Abstract Neurohormone melatonin has become a popular dietary supplement because it is a potent antioxidant, immune-active agent, and mitochondrial regulator and establishes healthy sleep. Melatonin could have many shared underlying mechanisms that can modulate and control the immune and oxidative response against COVID-19 infection. Despite its essential biological roles, a high-level ab initio conformational study has yet to be conducted more precisely on its most favored structural forms. We presented the conformational preferences of the five lowest energy structures of neutral melatonin derived from the First Principle Møller–Plesset Second-Order Perturbation Theory (MP2) and Density Functional Theory (DFT) ( M06-2X, and ωB97X-D) calculations that validated, Gauche-phenyl conformation (C), Gph (trans-in)/anti, as the most favored form, following experimental rotationally resolved spectroscopy and in contrast of two-photon IR and UV spectroscopy.[7, 25] The DFT-B3LYP evaluation of harmonic wave numbers allows us to make more precise vibrational assignments.

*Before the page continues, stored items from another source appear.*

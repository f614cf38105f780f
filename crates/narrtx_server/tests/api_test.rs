//! In-process tests for the HTTP API.

mod test_utils;

use axum::{
    Router,
    body::{Body, to_bytes},
    http::{Request, StatusCode, header},
};
use narrtx_models::TextGenerator;
use narrtx_server::{HealthStatus, MAX_BODY_BYTES, NarrativeProcessor, TextCleaner, create_router};
use serde_json::{Value, json};
use std::sync::Arc;
use test_utils::{FailingGenerator, FixedGenerator, PanickingGenerator, processor_with};
use tower::ServiceExt;

fn router_with(generator: impl TextGenerator + 'static) -> Router {
    create_router(Arc::new(processor_with(generator)))
}

fn post_json(body: impl Into<Body>) -> Request<Body> {
    Request::builder()
        .method("POST")
        .uri("/api/process-narrative")
        .header(header::CONTENT_TYPE, "application/json")
        .body(body.into())
        .expect("valid request")
}

async fn send(router: Router, request: Request<Body>) -> (StatusCode, Value) {
    let response = router.oneshot(request).await.expect("infallible router");
    let status = response.status();
    let bytes = to_bytes(response.into_body(), usize::MAX)
        .await
        .expect("readable body");
    let value = serde_json::from_slice(&bytes).unwrap_or(Value::Null);
    (status, value)
}

#[tokio::test]
async fn test_health_check() {
    let request = Request::builder()
        .uri("/api/health")
        .body(Body::empty())
        .unwrap();

    let (status, body) = send(router_with(FixedGenerator::new("unused")), request).await;

    assert_eq!(status, StatusCode::OK);
    let health: HealthStatus = serde_json::from_value(body).unwrap();
    assert_eq!(health, HealthStatus::default());
    assert_eq!(health.status, "ok");
}

#[tokio::test]
async fn test_process_success() {
    let router = router_with(FixedGenerator::new("Hello world. This is fine."));
    let request = post_json(json!({ "text": "Hello wrld. This is fine." }).to_string());

    let (status, body) = send(router, request).await;

    assert_eq!(status, StatusCode::OK);
    assert_eq!(body["success"], true);
    assert_eq!(body["message"], "Text processed successfully");
    assert_eq!(body["cleanedText"], "Hello world. This is fine.");
    assert_eq!(body["readabilityScore"], 73);
    assert_eq!(body["originalText"], "Hello wrld. This is fine.");
    assert_eq!(body["wordsRemoved"], 0);
}

#[tokio::test]
async fn test_unreadable_is_still_http_ok() {
    let router = router_with(FixedGenerator::new("UNREADABLE"));
    let request = post_json(json!({ "text": "asdkj qwoeiu zmxn" }).to_string());

    let (status, body) = send(router, request).await;

    assert_eq!(status, StatusCode::OK);
    assert_eq!(body["success"], false);
    assert_eq!(body["cleanedText"], "");
    assert_eq!(body["readabilityScore"], 0);
    assert!(body.get("wordsRemoved").is_none());
}

#[tokio::test]
async fn test_fallback_path_over_http() {
    let router = router_with(FailingGenerator::unreachable());
    let request = post_json(json!({ "text": "We went to the park today." }).to_string());

    let (status, body) = send(router, request).await;

    assert_eq!(status, StatusCode::OK);
    assert_eq!(body["success"], true);
    assert_eq!(body["cleanedText"], "We went to the park today.");
}

#[tokio::test]
async fn test_missing_text_is_bad_request() {
    for payload in [json!({}), json!({ "text": null }), json!({ "text": "   " })] {
        let router = router_with(FixedGenerator::new("unused"));
        let (status, body) = send(router, post_json(payload.to_string())).await;

        assert_eq!(status, StatusCode::BAD_REQUEST, "payload {}", payload);
        assert_eq!(body["error"], "Text is required");
    }
}

#[tokio::test]
async fn test_malformed_json_is_bad_request() {
    let router = router_with(FixedGenerator::new("unused"));

    let (status, body) = send(router, post_json("{ not json")).await;

    assert_eq!(status, StatusCode::BAD_REQUEST);
    assert_eq!(body["error"], "Invalid request body");
    assert!(body["details"].is_string());
}

#[tokio::test]
async fn test_oversized_body_is_payload_too_large() {
    let generator = Arc::new(FixedGenerator::new("unused"));
    let cleaner = TextCleaner::new(Arc::clone(&generator) as Arc<dyn TextGenerator>);
    let router = create_router(Arc::new(NarrativeProcessor::new(cleaner)));
    let text = "a".repeat(MAX_BODY_BYTES + 1024 * 1024);
    let request = post_json(json!({ "text": text }).to_string());

    let (status, body) = send(router, request).await;

    assert_eq!(status, StatusCode::PAYLOAD_TOO_LARGE);
    assert_eq!(body["error"], "Invalid request body");
    assert!(body["details"].is_string());
    assert!(generator.prompts().is_empty());
}

#[tokio::test]
async fn test_panic_in_pipeline_is_internal_error() {
    let router = router_with(PanickingGenerator);
    let request = post_json(json!({ "text": "This will blow up." }).to_string());

    let (status, body) = send(router, request).await;

    assert_eq!(status, StatusCode::INTERNAL_SERVER_ERROR);
    assert_eq!(body["error"], "Failed to process narrative");
    assert!(body["details"].as_str().unwrap_or_default().contains("panic"));
}

#[tokio::test]
async fn test_unknown_route_is_not_found() {
    let request = Request::builder()
        .uri("/api/nope")
        .body(Body::empty())
        .unwrap();

    let (status, _) = send(router_with(FixedGenerator::new("unused")), request).await;

    assert_eq!(status, StatusCode::NOT_FOUND);
}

Melatonin's ‘most remarkable’ fingerprint IR and Raman spectroscopic signatures were identified at 1212 and 1358 cm-1, respectively. The cis amide NH stretch frequency is lower than the trans amide counterpart. The CH2(α) and CH2(β) symmetric stretch vibrations have exhibited significant IR intensity and high Raman activity. Time-Dependent DFT calculations predict that the second-lowest excited state 1La (1ππ*) of Melatonin C is about 2129 cm-1 above the lowest excited 1Lb (1ππ*) state, and both states display a redshift on bulk hydration (mimicked by a polarizable continuum solvent model). Based on melatonin's prominent intrinsic vibrations/electronic excitations, the spectroscopic signatures can identify and distinguish from closely related indolic molecules.